Osamu’s wife—it seems—is Noboyu (Sakura Ando), who works in a launderette, and pockets any trinkets which her customers have left in their clothes. Their daughter may or may not be Aki (Mayu Matsuoka), who makes a living by wearing skimpy outfits in a peep-show booth. And there is Hatsue (Kirin Kiki), a grandmother who contributes to the household funds via various dodgy schemes of her own. On one level, they are a traditional nuclear family, albeit a nuclear family which scrapes by with minor cons and pilferings. But, for much of the film’s running time, it is hard to say how and if the characters are related. Noboyu articulates one of Mr Kore-Eda’s key themes: “Sometimes it’s better to choose your own family.”

The latest member of this ragtag clan is a little girl, Juri (Miyu Sasaki), whom Osamu and Shota spot one cold night on their way home from a shoplifting spree. Her parents are too busy fighting to look after her, so Osamu offers her a meal. Noboyu then notices bruises and scars on her arms, and so she lets the girl stay the night in their shack. Soon, with a new name and a new haircut, she has been absorbed into the family unit.

Even Osamu knows that this is morally questionable. After all, he has kidnapped a child, legally speaking, and is training her to shoplift. (“Only children who can’t study at home go to school,” is his slick excuse for neglecting the rest of her education.) But he and the rest of the family are also caring for the girl in a way that neither her parents nor society ever has. To quote Noboyu again: “Someone threw her away and we found her.”

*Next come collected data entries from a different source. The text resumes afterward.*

use std::sync::Arc;

#[cfg(feature = "axum")]
use axum_extra::extract::cookie::Key;
use url::Url;

use crate::api::{ApiClient, DEFAULT_API_BASE_URL};
use crate::context::{ConsoleSettings, SessionContext};
use crate::error::Error;
#[cfg(feature = "axum")]
use crate::middleware::{ClientSessions, CookieSettings};
use crate::provider::supabase::{SupabaseClient, SupabaseConfig};

/// Console configuration.
///
/// Required field (`supabase`) is a constructor parameter.
///
/// Use [`from_env()`](ConsoleConfig::from_env) for convention-based setup,
/// or [`new()`](ConsoleConfig::new) with `with_*` methods for full control.
#[derive(Clone)]
pub struct ConsoleConfig {
    pub(crate) supabase: SupabaseConfig,
    pub(crate) api_base_url: Url,
    pub(crate) settings: ConsoleSettings,
    pub(crate) cookie_secret: Option<String>,
}

impl std::fmt::Debug for ConsoleConfig {
    fn fmt(&self, f: &mut std::fmt::Formatter<'_>) -> std::fmt::Result {
        f.debug_struct("ConsoleConfig")
            .field("supabase", &self.supabase)
            .field("api_base_url", &self.api_base_url)
            .field("settings", &self.settings)
            .field("cookie_secret", &self.cookie_secret.as_ref().map(|_| ".."))
            .finish()
    }
}

impl ConsoleConfig {
    /// Create config with the required Supabase settings.
    ///
    /// All optional fields use sensible defaults. Override with `with_*` methods.
    #[must_use]
    pub fn new(supabase: SupabaseConfig) -> Self {
        Self {
            supabase,
            api_base_url: DEFAULT_API_BASE_URL
                .parse()
                .expect("valid default URL"),
            settings: ConsoleSettings::default(),
            cookie_secret: None,
        }
    }

    /// Create config from environment variables.
    ///
    /// # Required env vars
    /// - `SUPABASE_URL`: Supabase project URL
    /// - `SUPABASE_ANON_KEY`: public anon key sent as `apikey`
    ///
    /// # Optional env vars
    /// - `SUPABASE_AUTH_PATH`: GoTrue mount point (default `/auth/v1`)
    /// - `API_BASE_URL`: REST backend (default `http://localhost:8000`)
    /// - `CONSOLE_LOGIN_PATH`: login page path (default `/login`)
    /// - `CONSOLE_AUTH_PATH`: prefix of the login/logout endpoints (default `/api/auth`)
    /// - `DEV_AUTH`: Set to `"1"` or `"true"` to accept the built-in demo accounts
    ///   and disable secure cookies
    /// - `COOKIE_KEY`: session cookie key, at least 64 bytes (random per process if unset)
    ///
    /// # Errors
    ///
    /// Returns [`Error::Config`] if required env vars are missing or URLs are invalid.
    pub fn from_env() -> Result<Self, Error> {
        Self::from_lookup(|key| std::env::var(key).ok())
    }

    pub(crate) fn from_lookup(var: impl Fn(&str) -> Option<String>) -> Result<Self, Error> {
        let project_url: Url = var("SUPABASE_URL")
            .ok_or_else(|| Error::Config("SUPABASE_URL is required".into()))?
            .parse()
            .map_err(|e| Error::Config(format!("SUPABASE_URL: {e}")))?;
        let anon_key = var("SUPABASE_ANON_KEY")
            .ok_or_else(|| Error::Config("SUPABASE_ANON_KEY is required".into()))?;

        let mut supabase = SupabaseConfig::new(project_url, anon_key);
        if let Some(path) = var("SUPABASE_AUTH_PATH") {
            supabase = supabase.with_auth_path(path);
        }

        let mut config = Self::new(supabase);

        if let Some(url_str) = var("API_BASE_URL") {
            let url: Url = url_str
                .parse()
                .map_err(|e| Error::Config(format!("API_BASE_URL: {e}")))?;
            config = config.with_api_base_url(url);
        }

        let mut settings = ConsoleSettings::default();
        if let Some(path) = var("CONSOLE_LOGIN_PATH") {
            settings = settings.with_login_path(path);
        }
        if let Some(path) = var("CONSOLE_AUTH_PATH") {
            settings = settings.with_auth_path(path);
        }
        let dev_auth = matches!(var("DEV_AUTH").as_deref(), Some("1" | "true"));
        if dev_auth {
            tracing::warn!("DEV_AUTH enabled: demo accounts accepted on failed sign-in");
        }

        config.cookie_secret = var("COOKIE_KEY");

        Ok(config.with_settings(settings.with_dev_login_enabled(dev_auth)))
    }

    #[must_use]
    pub fn with_api_base_url(mut self, url: Url) -> Self {
        self.api_base_url = url;
        self
    }

    #[must_use]
    pub fn with_settings(mut self, settings: ConsoleSettings) -> Self {
        self.settings = settings;
        self
    }

    #[must_use]
    pub fn supabase(&self) -> &SupabaseConfig {
        &self.supabase
    }

    #[must_use]
    pub fn api_base_url(&self) -> &Url {
        &self.api_base_url
    }

    #[must_use]
    pub fn settings(&self) -> &ConsoleSettings {
        &self.settings
    }

    /// Builds the session context backed by Supabase.
    #[must_use]
    pub fn into_context(self) -> SessionContext<SupabaseClient> {
        SessionContext::new(SupabaseClient::new(self.supabase)).with_settings(self.settings)
    }

    /// Per-client sessions for the Axum layer, one Supabase client per login.
    ///
    /// # Errors
    ///
    /// Returns [`Error::Config`] if `COOKIE_KEY` is shorter than 64 bytes.
    #[cfg(feature = "axum")]
    pub fn client_sessions(&self) -> Result<ClientSessions<SupabaseClient>, Error> {
        let mut cookies =
            CookieSettings::default().with_secure(!self.settings.dev_login_enabled());
        if let Some(secret) = &self.cookie_secret {
            let key = Key::try_from(secret.as_bytes())
                .map_err(|_| Error::Config("COOKIE_KEY must be at least 64 bytes".into()))?;
            cookies = cookies.with_key(key);
        }

        let supabase = self.supabase.clone();
        let http = reqwest::Client::new();
        Ok(ClientSessions::new(move || {
            SupabaseClient::new(supabase.clone()).with_http_client(http.clone())
        })
        .with_settings(self.settings.clone())
        .with_cookies(cookies))
    }

    /// Backend client sharing the context's session store.
    #[must_use]
    pub fn api_client(&self, context: &SessionContext<SupabaseClient>) -> ApiClient {
        ApiClient::new(self.api_base_url.clone(), Arc::clone(context.store()))
    }
}
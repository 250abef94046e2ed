//! Console session state, reconciled against the identity provider.
//!
//! [`SessionStore`] is the single writer-side handle. It is written by
//! [`bootstrap`](SessionStore::bootstrap), [`login`](SessionStore::login),
//! [`logout`](SessionStore::logout) and provider events, and read through
//! [`snapshot`](SessionStore::snapshot) or [`changes`](SessionStore::changes).
//! Every read observes a whole [`Session`]; writes replace it atomically.
//!
//! Each write bumps an internal epoch. A bootstrap query remembers the epoch
//! it started at and its result is dropped if anything else wrote in the
//! meantime, so a slow initial query can never resurrect a session the user
//! already logged out of.

use std::sync::Arc;

use time::OffsetDateTime;
use tokio::sync::watch;
use tokio::task::JoinHandle;

use crate::error::Error;
use crate::provider::{AuthEvent, IdentityProvider, ProviderSession};
use crate::types::{AccessToken, Role, UserIdentity};

/// Token and identity of a signed-in user. Always set and cleared together.
#[derive(Debug, Clone, PartialEq, Eq)]
pub struct Authenticated {
    token: AccessToken,
    user: UserIdentity,
}

impl Authenticated {
    #[must_use]
    pub fn new(token: AccessToken, user: UserIdentity) -> Self {
        Self { token, user }
    }

    #[must_use]
    pub fn token(&self) -> &AccessToken {
        &self.token
    }

    #[must_use]
    pub fn user(&self) -> &UserIdentity {
        &self.user
    }

    #[must_use]
    pub fn role(&self) -> Role {
        self.user.role
    }
}

#[derive(Debug, Clone, PartialEq, Eq)]
pub struct Session {
    auth: Option<Authenticated>,
    loading: bool,
}

impl Session {
    /// Initial state: nothing known yet.
    #[must_use]
    pub fn bootstrapping() -> Self {
        Self {
            auth: None,
            loading: true,
        }
    }

    #[must_use]
    pub fn anonymous() -> Self {
        Self {
            auth: None,
            loading: false,
        }
    }

    #[must_use]
    pub fn authenticated(token: AccessToken, user: UserIdentity) -> Self {
        Self {
            auth: Some(Authenticated::new(token, user)),
            loading: false,
        }
    }

    #[must_use]
    pub fn auth(&self) -> Option<&Authenticated> {
        self.auth.as_ref()
    }

    #[must_use]
    pub fn token(&self) -> Option<&AccessToken> {
        self.auth.as_ref().map(Authenticated::token)
    }

    #[must_use]
    pub fn user(&self) -> Option<&UserIdentity> {
        self.auth.as_ref().map(Authenticated::user)
    }

    #[must_use]
    pub fn role(&self) -> Option<Role> {
        self.auth.as_ref().map(Authenticated::role)
    }

    #[must_use]
    pub fn is_loading(&self) -> bool {
        self.loading
    }

    #[must_use]
    pub fn state(&self) -> SessionState {
        match (&self.auth, self.loading) {
            (_, true) => SessionState::Bootstrapping,
            (None, false) => SessionState::Anonymous,
            (Some(auth), false) => SessionState::Authenticated(auth.role()),
        }
    }
}

impl Default for Session {
    fn default() -> Self {
        Self::bootstrapping()
    }
}

/// Coarse lifecycle of the console session.
///
/// `Bootstrapping` is left exactly once and never re-entered.
#[derive(Debug, Clone, Copy, PartialEq, Eq)]
pub enum SessionState {
    Bootstrapping,
    Anonymous,
    Authenticated(Role),
}

#[derive(Debug, Clone)]
struct StoreState {
    session: Session,
    epoch: u64,
}

/// Process-wide session holder. Share it behind an `Arc`.
#[derive(Debug)]
pub struct SessionStore {
    state: watch::Sender<StoreState>,
}

impl Default for SessionStore {
    fn default() -> Self {
        Self::new()
    }
}

impl SessionStore {
    #[must_use]
    pub fn new() -> Self {
        let (state, _) = watch::channel(StoreState {
            session: Session::bootstrapping(),
            epoch: 0,
        });
        Self { state }
    }

    #[must_use]
    pub fn snapshot(&self) -> Session {
        self.state.borrow().session.clone()
    }

    #[must_use]
    pub fn state(&self) -> SessionState {
        self.state.borrow().session.state()
    }

    /// Watch handle notified after every write.
    #[must_use]
    pub fn changes(&self) -> SessionChanges {
        SessionChanges {
            rx: self.state.subscribe(),
        }
    }

    fn epoch(&self) -> u64 {
        self.state.borrow().epoch
    }

    /// Subscribes to provider events, then resolves the initial session.
    ///
    /// Subscribing first means no transition that happens while the initial
    /// query is in flight is missed.
    pub async fn start<P: IdentityProvider>(self: &Arc<Self>, provider: &P) -> EventPump {
        let pump = self.subscribe_to_provider_events(provider);
        self.bootstrap(provider).await;
        pump
    }

    /// Resolves the initial session from the provider and leaves the
    /// loading state.
    ///
    /// Failures are logged and treated as "no session". The result is
    /// discarded if another write landed while the query was in flight.
    pub async fn bootstrap<P: IdentityProvider>(&self, provider: &P) {
        let started = self.epoch();

        let resolved = match provider.get_session().await {
            Ok(Some(session)) => match authenticate(&session, None) {
                Ok(auth) => Some(auth),
                Err(e) => {
                    tracing::warn!(error = %e, "Stored session has no usable identity, starting anonymous");
                    None
                }
            },
            Ok(None) => None,
            Err(e) => {
                tracing::warn!(error = %e, "Session bootstrap failed, starting anonymous");
                None
            }
        };

        self.resolve_bootstrap(started, resolved);
    }

    fn resolve_bootstrap(&self, started: u64, resolved: Option<Authenticated>) {
        self.state.send_if_modified(|state| {
            let stale = state.epoch != started;
            if stale {
                tracing::debug!("Discarding bootstrap result superseded by a newer write");
            } else {
                tracing::debug!(authenticated = resolved.is_some(), "Session bootstrap resolved");
                state.session.auth = resolved;
                state.epoch += 1;
            }
            let was_loading = std::mem::replace(&mut state.session.loading, false);
            !stale || was_loading
        });
    }

    /// Registers with the provider and applies every pushed event until the
    /// returned pump is dropped.
    pub fn subscribe_to_provider_events<P: IdentityProvider>(
        self: &Arc<Self>,
        provider: &P,
    ) -> EventPump {
        let mut subscription = provider.subscribe();
        let store = Arc::clone(self);
        let task = tokio::spawn(async move {
            while let Some(event) = subscription.recv().await {
                store.apply_event(event);
            }
            tracing::debug!("Provider event stream closed");
        });
        EventPump { task }
    }

    /// Applies one provider event: a session replaces token and user, no
    /// session clears both.
    ///
    /// A session whose identity cannot be decoded clears the store only when
    /// it belongs to the signed-in user (a refresh or profile update that
    /// lost its role). One for any other account is ignored.
    pub fn apply_event(&self, event: AuthEvent) {
        let kind = event.kind;
        let applied = self.state.send_if_modified(|state| {
            let next = match event.session {
                Some(session) => match authenticate(&session, state.session.auth.as_ref()) {
                    Ok(auth) => Some(auth),
                    Err(e) if is_same_user(&session, state.session.user()) => {
                        tracing::warn!(?kind, error = %e, "Provider session lost its console identity, clearing");
                        None
                    }
                    Err(e) => {
                        tracing::warn!(?kind, error = %e, "Ignoring provider session without a console identity");
                        return false;
                    }
                },
                None => None,
            };
            state.session.auth = next;
            state.session.loading = false;
            state.epoch += 1;
            true
        });
        if applied {
            tracing::debug!(?kind, "Applied provider auth event");
        }
    }

    /// Records a session obtained from a successful credential check.
    pub fn login(&self, token: AccessToken, user: UserIdentity) {
        tracing::info!(email = %user.email, role = %user.role, "Console login");
        self.state.send_modify(|state| {
            state.session.auth = Some(Authenticated::new(token, user));
            state.epoch += 1;
        });
    }

    /// Clears the local session, then asks the provider to sign out.
    ///
    /// The local clear comes first on purpose: guard decisions made while
    /// the provider call is in flight already see the user as signed out,
    /// and a late bootstrap result is dropped by the epoch bump. The end
    /// state is the same as calling the provider first. A failing provider
    /// call is only logged.
    pub async fn logout<P: IdentityProvider>(&self, provider: &P) {
        self.state.send_modify(|state| {
            state.session.auth = None;
            state.epoch += 1;
        });
        tracing::info!("Console logout");

        if let Err(e) = provider.sign_out().await {
            tracing::warn!(error = %e, "Provider sign-out failed, local session already cleared");
        }
    }
}

/// Maps a provider session to the console's view of it.
///
/// When `previous` is the same user (a token refresh), its login time is kept.
pub(crate) fn authenticate(
    session: &ProviderSession,
    previous: Option<&Authenticated>,
) -> Result<Authenticated, Error> {
    let login_time = previous
        .filter(|p| session.user.email.as_deref() == Some(p.user.email.as_str()))
        .map_or_else(OffsetDateTime::now_utc, |p| p.user.login_time);
    let user = UserIdentity::from_provider_user(&session.user, login_time)?;
    Ok(Authenticated::new(session.access_token.clone(), user))
}

fn is_same_user(session: &ProviderSession, current: Option<&UserIdentity>) -> bool {
    current.is_some_and(|user| session.user.email.as_deref() == Some(user.email.as_str()))
}

/// Receiver side of the store's change notifications.
#[derive(Debug, Clone)]
pub struct SessionChanges {
    rx: watch::Receiver<StoreState>,
}

impl SessionChanges {
    #[must_use]
    pub fn current(&self) -> Session {
        self.rx.borrow().session.clone()
    }

    /// Waits for the next write. `None` once the store is dropped.
    pub async fn changed(&mut self) -> Option<Session> {
        self.rx.changed().await.ok()?;
        Some(self.rx.borrow_and_update().session.clone())
    }

    /// Waits until the bootstrap window is over.
    pub async fn resolved(&mut self) -> Session {
        let resolved = match self.rx.wait_for(|state| !state.session.loading).await {
            Ok(state) => Some(state.session.clone()),
            Err(_) => None,
        };
        resolved.unwrap_or_else(|| self.current())
    }
}

/// Background task feeding provider events into the store.
///
/// Dropping it unregisters from the provider.
#[derive(Debug)]
pub struct EventPump {
    task: JoinHandle<()>,
}

impl EventPump {
    #[must_use]
    pub fn is_finished(&self) -> bool {
        self.task.is_finished()
    }

    pub fn shutdown(self) {
        drop(self);
    }
}

impl Drop for EventPump {
    fn drop(&mut self) {
        self.task.abort();
    }
}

It’s easy to imagine how the family would be portrayed in a newspaper report: a tribe of spongers and scammers made up of exploitative adults and vulnerable children. But Mr Kore-Eda enchants us with scenes of stealthy, affectionate comedy, and with the sheer gentleness of the actors’ nuanced performances. Slowly but surely, we come to understand and respect this outlaw bunch, just as we might warm to the families in “Only Fools and Horses” and “Shameless”. Cast out by the system, they have created their own idyllic if cramped Neverland of lost boys and girls.

When the inevitable crisis finally hits, it is heartbreaking. Sudden twists and revelations raise further questions about Osamu’s morality, but by then Mr Kore-Eda’s bittersweet, politically-charged tale has won us over just as surely as it won over Ms Blanchett and her fellow jurors. We know that whatever else the characters are, they are more than just shoplifters.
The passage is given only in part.